Comfort tries to take the worry out of selecting wine and drinking it.

“Pairings (of food and wine) should be different. We are not all going to agree on what tastes good,” he said. “Enjoy what you like.”

The novice chefs get fortified with more wine before it is time to take on the night’s challenge.

Or as Comfort aptly put it, “Let’s get dirty.”

Tanya Locke got a lot of help from the wine and less from husband Carl as the Winter Haven couple prepared a braised duck breast.

Maybe it was the wine that gave Michelle Hoang, an optometry student from California, the intensity needed to prepare both a duck dish and one made from Florida grouper. No matter what it was, as she drizzled some honey onto the duck, Hoang definitely knew her way around the kitchen.

“I cook a lot at home with my mother,” Hoang said as she drizzled on the rest of the honey.

Comfort, wine glass always at hand, really liked what he saw, as well as the idea for a Hell’s Kitchen kind of event.

“This is a great idea,” Comfort said. Comfort does dozens of wine tasting and dining and pairing events each year, but few are as hands-on as the Hell’s Kitchen Culinary Experiences created by executive chef Edwin Martinez and general manager Robert Gioia of The Villa de Flora as well as other members of the staff at the Gaylord restaurants.

In just a few minutes, the novice chefs’ creations have come out of the kitchen and it’s time for everyone to sample those culinary efforts.

The Villa de Flora chefs and Comfort agree that all of the apprentice chefs have done an excellent job, but Hoang took top honors for he seared Florida grouper. She got a bottle of Rosemount wine for her efforts.

But the evening is far from over.

Now it is the chef’s turn to show what he can do with grouper and duck breast.

A six-course meal is served up family-style using all of those same ingredients the novice chefs were using earlier in the evening. Each course is paired with a glass or more than a glass of Rosemount wine.

The chef’s selections included an avocado and mango salad, with watercress, arugula and citrus vinaigrette; grilled eggplant with aged balsamic, feta and mint; seared Florida grouper with Italian olives, tomatoes and fennel; braised duck breast with honey and five-spice rub; wild mushroom barley risotto; and for dessert, cinnamon rice pudding with an apricot compote.

It was a lot of food and wine in a dining experience that took more than three hours from start to finish.

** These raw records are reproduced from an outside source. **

use kiln::graph::{GraphBuilder, GraphError, ValueRef};
use kiln::schema;
use kiln::types::{ElemKind, TypeDesc};

fn vec4() -> TypeDesc {
    TypeDesc::new(ElemKind::F32, vec![4])
}

#[test]
fn builder_constructs_a_verifiable_graph() {
    let mut b = GraphBuilder::new("main");
    let x = b.placeholder("x", vec4());
    let y = b.placeholder("y", vec4());
    let out = b.placeholder("out", vec4());
    let sum = b.node(
        schema::builtin::add(),
        "sum",
        vec![ValueRef::Placeholder(x), ValueRef::Placeholder(y)],
        vec4(),
    );
    b.output(out, sum);
    let graph = b.finish();
    graph.verify().expect("graph verifies");
    assert_eq!(graph.node_count(), 1);
    assert_eq!(graph.outputs().len(), 1);
}

#[test]
fn unknown_producer_is_rejected() {
    let mut b = GraphBuilder::new("main");
    let x = b.placeholder("x", vec4());
    let bogus = ValueRef::Node {
        node: kiln::graph::NodeId(99),
        result: 0,
    };
    let sum = b.node(
        schema::builtin::add(),
        "sum",
        vec![ValueRef::Placeholder(x), bogus],
        vec4(),
    );
    let out = b.placeholder("out", vec4());
    b.output(out, sum);
    let err = b.finish().verify().expect_err("dangling producer");
    assert!(matches!(err, GraphError::UnknownNode { .. }));
}

#[test]
fn cycle_is_rejected() {
    let mut b = GraphBuilder::new("main");
    let x = b.placeholder("x", vec4());
    let y = b.placeholder("y", vec4());
    let a = b.node(
        schema::builtin::add(),
        "a",
        vec![ValueRef::Placeholder(x), ValueRef::Placeholder(y)],
        vec4(),
    );
    let c = b.node(
        schema::builtin::add(),
        "c",
        vec![a, ValueRef::Placeholder(y)],
        vec4(),
    );
    let out = b.placeholder("out", vec4());
    b.output(out, c);
    let mut graph = b.finish();
    // Rewire a's placeholder input to c's result, closing a -> c -> a.
    let rewired = graph.replace_all_uses(ValueRef::Placeholder(x), c);
    assert!(rewired >= 1);
    let err = graph.verify().expect_err("cycle");
    assert!(matches!(err, GraphError::Cycle { .. }));
}

#[test]
fn replace_all_uses_rewires_outputs() {
    let mut b = GraphBuilder::new("main");
    let x = b.placeholder("x", vec4());
    let y = b.placeholder("y", vec4());
    let out = b.placeholder("out", vec4());
    let sum = b.node(
        schema::builtin::add(),
        "sum",
        vec![ValueRef::Placeholder(x), ValueRef::Placeholder(y)],
        vec4(),
    );
    b.output(out, sum);
    let mut graph = b.finish();
    let prod = b_node_id(sum);
    let max = graph.add_node(
        schema::builtin::max(),
        "max",
        vec![ValueRef::Placeholder(x), ValueRef::Placeholder(y)],
        vec![vec4()],
        Default::default(),
    );
    let replacement = ValueRef::Node {
        node: max,
        result: 0,
    };
    let rewired = graph.replace_all_uses(sum, replacement);
    assert_eq!(rewired, 1);
    assert_eq!(graph.outputs()[0].value, replacement);
    graph.remove_node(prod).expect("old producer is dead");
    graph.verify().expect("still valid");
}

#[test]
fn remove_node_with_live_uses_fails() {
    let mut b = GraphBuilder::new("main");
    let x = b.placeholder("x", vec4());
    let y = b.placeholder("y", vec4());
    let out = b.placeholder("out", vec4());
    let sum = b.node(
        schema::builtin::add(),
        "sum",
        vec![ValueRef::Placeholder(x), ValueRef::Placeholder(y)],
        vec4(),
    );
    b.output(out, sum);
    let mut graph = b.finish();
    let err = graph.remove_node(b_node_id(sum)).expect_err("still used");
    assert!(matches!(err, GraphError::NodeInUse { uses: 1, .. }));
}

#[test]
fn schema_arity_is_enforced() {
    let mut b = GraphBuilder::new("main");
    let x = b.placeholder("x", vec4());
    let out = b.placeholder("out", vec4());
    let sum = b.node(
        schema::builtin::add(),
        "sum",
        vec![ValueRef::Placeholder(x)],
        vec4(),
    );
    b.output(out, sum);
    let err = b.finish().verify().expect_err("one operand short");
    assert!(matches!(
        err,
        GraphError::InputArity {
            expected: 2,
            found: 1,
            ..
        }
    ));
}

#[test]
fn result_type_rule_is_enforced() {
    let mut b = GraphBuilder::new("main");
    let x = b.placeholder("x", vec4());
    let y = b.placeholder("y", vec4());
    let wide = TypeDesc::new(ElemKind::F32, vec![8]);
    let out = b.placeholder("out", wide.clone());
    let sum = b.node(
        schema::builtin::add(),
        "sum",
        vec![ValueRef::Placeholder(x), ValueRef::Placeholder(y)],
        wide,
    );
    b.output(out, sum);
    let err = b.finish().verify().expect_err("result must match input 0");
    assert!(matches!(err, GraphError::ResultType { input: 0, .. }));
}

#[test]
fn output_binding_type_is_enforced() {
    let mut b = GraphBuilder::new("main");
    let x = b.placeholder("x", vec4());
    let y = b.placeholder("y", vec4());
    let narrow = b.placeholder("out", TypeDesc::new(ElemKind::F32, vec![2]));
    let sum = b.node(
        schema::builtin::add(),
        "sum",
        vec![ValueRef::Placeholder(x), ValueRef::Placeholder(y)],
        vec4(),
    );
    b.output(narrow, sum);
    let err = b.finish().verify().expect_err("output shape differs");
    assert!(matches!(err, GraphError::OutputType { .. }));
}

fn b_node_id(value: ValueRef) -> kiln::graph::NodeId {
    match value {
        ValueRef::Node { node, .. } => node,
        ValueRef::Placeholder(_) => panic!("expected a node result"),
    }
}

There are two more scheduled summer dining events in the Hell’s Kitchen series at the Gaylord Palms resort.

Cooking for Friends will be Saturday, July 17, at Villa de Flora. The night’s theme changes for this dinner as guests learn how to prepare a fall-inspired menu featuring comfort foods using the culinary stylings of the cooking team at Villa de Flora.

The season finale will be at Old Hickory Steakhouse, Saturday, Aug. 7. It’s a Hell’s Kitchen-inspired dinner hosted by one of the TV series’ past guests. Each participating guest will also receive an autographed signed copy of show host Gordon Ramsey’s “Healthy Appetite.”

Seating is limited for the Hell's Kitchen dinner series. Reservations are required. Call 407-586-0701 for reservations and more information.

There are other Rosemount wine events at Gaylord throughout the summer including happy hour at Sora. The sushi menu has been paired with select Rosemount wines from 4 to 6 p.m. every Friday and Saturday.

You also can participate in The Walkabout Wine Crawl. Have your Walkabout Passport stamped at each Rosemount wine crawl location and get a commemorative T-shirt.